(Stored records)
──────────

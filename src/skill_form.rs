//! Skill Form Controller
//!
//! Field state for the new-skill modal, kept separate from the view so
//! the change/validation rules are plain testable code. The component
//! in `components::skill_form` owns one of these in a signal and
//! funnels every input through `handle_change`.

use crate::api::{ApiResult, CategoryKind, ScheduleApi};
use crate::models::{Skill, SkillDraft};

/// Selectable skill statuses (`completed` carries the progress rule)
pub const STATUS_OPTIONS: &[&str] = &["not-started", "in-progress", "completed"];

/// Selectable skill priorities
pub const PRIORITY_OPTIONS: &[&str] = &["Low", "Medium", "High"];

/// Mutable state behind the new-skill form
#[derive(Debug, Clone, PartialEq)]
pub struct SkillForm {
    pub name: String,
    pub category: String,
    pub status: String,
    /// Always within [0, 100]
    pub progress: u8,
    pub description: String,
    pub priority: String,
    /// Re-entry guard: a second submit is ignored while this is set
    pub submitting: bool,
    pub error: Option<String>,
    /// Whether the inline new-category input is showing
    pub adding_category: bool,
    pub new_category: String,
}

impl Default for SkillForm {
    fn default() -> Self {
        Self {
            name: String::new(),
            category: String::new(),
            status: "not-started".to_string(),
            progress: 0,
            description: String::new(),
            priority: "Medium".to_string(),
            submitting: false,
            error: None,
            adding_category: false,
            new_category: String::new(),
        }
    }
}

/// Parse a progress input, clamping into [0, 100]; non-numeric text
/// counts as 0
pub fn clamp_progress(value: &str) -> u8 {
    value
        .trim()
        .parse::<i64>()
        .map(|n| n.clamp(0, 100) as u8)
        .unwrap_or(0)
}

impl SkillForm {
    /// Apply a single field change.
    ///
    /// Setting status to `completed` forces progress to 100 as part of
    /// the same change.
    pub fn handle_change(&mut self, field: &str, value: &str) {
        match field {
            "name" => self.name = value.to_string(),
            "category" => self.category = value.to_string(),
            "status" => {
                self.status = value.to_string();
                if value == "completed" {
                    self.progress = 100;
                }
            }
            "progress" => self.progress = clamp_progress(value),
            "description" => self.description = value.to_string(),
            "priority" => self.priority = value.to_string(),
            "newCategory" => self.new_category = value.to_string(),
            _ => log::warn!("ignoring unknown skill form field: {field}"),
        }
    }

    pub fn validate(&self) -> Result<(), String> {
        if self.name.trim().is_empty() {
            return Err("Skill name is required".to_string());
        }
        if self.category.trim().is_empty() {
            return Err("Category is required".to_string());
        }
        Ok(())
    }

    fn draft(&self) -> SkillDraft {
        SkillDraft {
            name: self.name.trim().to_string(),
            category: self.category.clone(),
            status: self.status.clone(),
            progress: self.progress,
            description: self.description.clone(),
            priority: self.priority.clone(),
        }
    }

    /// Validate and mark the form in flight, producing the payload to
    /// send. Returns `None` (with `error` set on validation failures)
    /// when nothing should be sent, including while a previous submit
    /// is still running.
    pub fn begin_submit(&mut self) -> Option<SkillDraft> {
        if self.submitting {
            return None;
        }
        if let Err(message) = self.validate() {
            self.error = Some(message);
            return None;
        }
        self.submitting = true;
        self.error = None;
        Some(self.draft())
    }

    /// Record the outcome of the request started by `begin_submit`
    pub fn finish_submit(&mut self, result: ApiResult<Skill>) -> Option<Skill> {
        self.submitting = false;
        match result {
            Ok(skill) => {
                self.error = None;
                Some(skill)
            }
            Err(e) => {
                let message = e.to_string();
                self.error = Some(if message.is_empty() {
                    "Failed to create skill".to_string()
                } else {
                    message
                });
                None
            }
        }
    }

    /// Create the pending inline category; on success it becomes the
    /// selected category and the inline input closes
    pub async fn create_category(&mut self, api: &dyn ScheduleApi) -> bool {
        let name = self.new_category.trim().to_string();
        if name.is_empty() {
            self.error = Some("Category name is required".to_string());
            return false;
        }
        match api.create_category(&name, CategoryKind::Skills).await {
            Ok(category) => {
                self.category = category.name;
                self.adding_category = false;
                self.new_category.clear();
                self.error = None;
                true
            }
            Err(e) => {
                self.error = Some(e.to_string());
                false
            }
        }
    }
}

#[cfg(test)]
mod tests {
    use super::*;
    use crate::api::ApiError;
    use crate::testutil::FakeApi;

    #[test]
    fn test_completed_status_forces_full_progress() {
        let mut form = SkillForm::default();
        form.handle_change("progress", "40");
        assert_eq!(form.progress, 40);

        form.handle_change("status", "completed");
        assert_eq!(form.status, "completed");
        assert_eq!(form.progress, 100);
    }

    #[test]
    fn test_progress_clamps_and_defaults() {
        let mut form = SkillForm::default();
        form.handle_change("progress", "150");
        assert_eq!(form.progress, 100);

        form.handle_change("progress", "-5");
        assert_eq!(form.progress, 0);

        form.handle_change("progress", "abc");
        assert_eq!(form.progress, 0);

        form.handle_change("progress", "73");
        assert_eq!(form.progress, 73);
    }

    #[test]
    fn test_completed_rule_applies_only_at_the_change() {
        let mut form = SkillForm::default();
        form.handle_change("status", "completed");
        assert_eq!(form.progress, 100);

        // lowering progress afterwards is allowed; the rule fires only
        // when status itself changes
        form.handle_change("progress", "30");
        assert_eq!(form.progress, 30);
        assert_eq!(form.status, "completed");
    }

    #[test]
    fn test_begin_submit_requires_name_and_category() {
        let mut form = SkillForm::default();
        assert!(form.begin_submit().is_none());
        assert_eq!(form.error.as_deref(), Some("Skill name is required"));
        assert!(!form.submitting);

        form.handle_change("name", "Rust");
        assert!(form.begin_submit().is_none());
        assert_eq!(form.error.as_deref(), Some("Category is required"));

        form.handle_change("category", "Development");
        let draft = form.begin_submit().expect("valid form should submit");
        assert_eq!(draft.name, "Rust");
        assert!(form.submitting);
    }

    #[test]
    fn test_begin_submit_guards_reentry() {
        let mut form = SkillForm::default();
        form.handle_change("name", "Rust");
        form.handle_change("category", "Development");

        assert!(form.begin_submit().is_some());
        // still in flight: a second submit is ignored
        assert!(form.begin_submit().is_none());
    }

    #[test]
    fn test_finish_submit_records_error_message() {
        let mut form = SkillForm::default();
        form.handle_change("name", "Rust");
        form.handle_change("category", "Development");
        let _ = form.begin_submit();

        let skill = form.finish_submit(Err(ApiError::Http("boom".to_string())));
        assert!(skill.is_none());
        assert!(!form.submitting);
        assert_eq!(form.error.as_deref(), Some("request failed: boom"));
    }

    #[test]
    fn test_finish_submit_falls_back_to_generic_message() {
        let mut form = SkillForm::default();
        let _ = form.begin_submit();
        let skill = form.finish_submit(Err(ApiError::Status {
            code: 500,
            message: String::new(),
        }));
        assert!(skill.is_none());
        assert_eq!(form.error.as_deref(), Some("Failed to create skill"));
    }

    #[tokio::test]
    async fn test_inline_category_creation_adopts_name() {
        let api = FakeApi::new();
        let mut form = SkillForm::default();
        form.adding_category = true;
        form.handle_change("newCategory", " Backend ");

        assert!(form.create_category(api.as_ref()).await);
        assert_eq!(form.category, "Backend");
        assert!(!form.adding_category);
        assert!(form.new_category.is_empty());
    }

    #[tokio::test]
    async fn test_inline_category_requires_a_name() {
        let api = FakeApi::new();
        let mut form = SkillForm::default();
        form.adding_category = true;

        assert!(!form.create_category(api.as_ref()).await);
        assert_eq!(form.error.as_deref(), Some("Category name is required"));
        assert!(api.calls.borrow().is_empty());
    }
}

──────────

• [Problem description]:
Among the entries, how many lines carry "state"? Reply with a number and nothing else.

• [Problem solution]:
2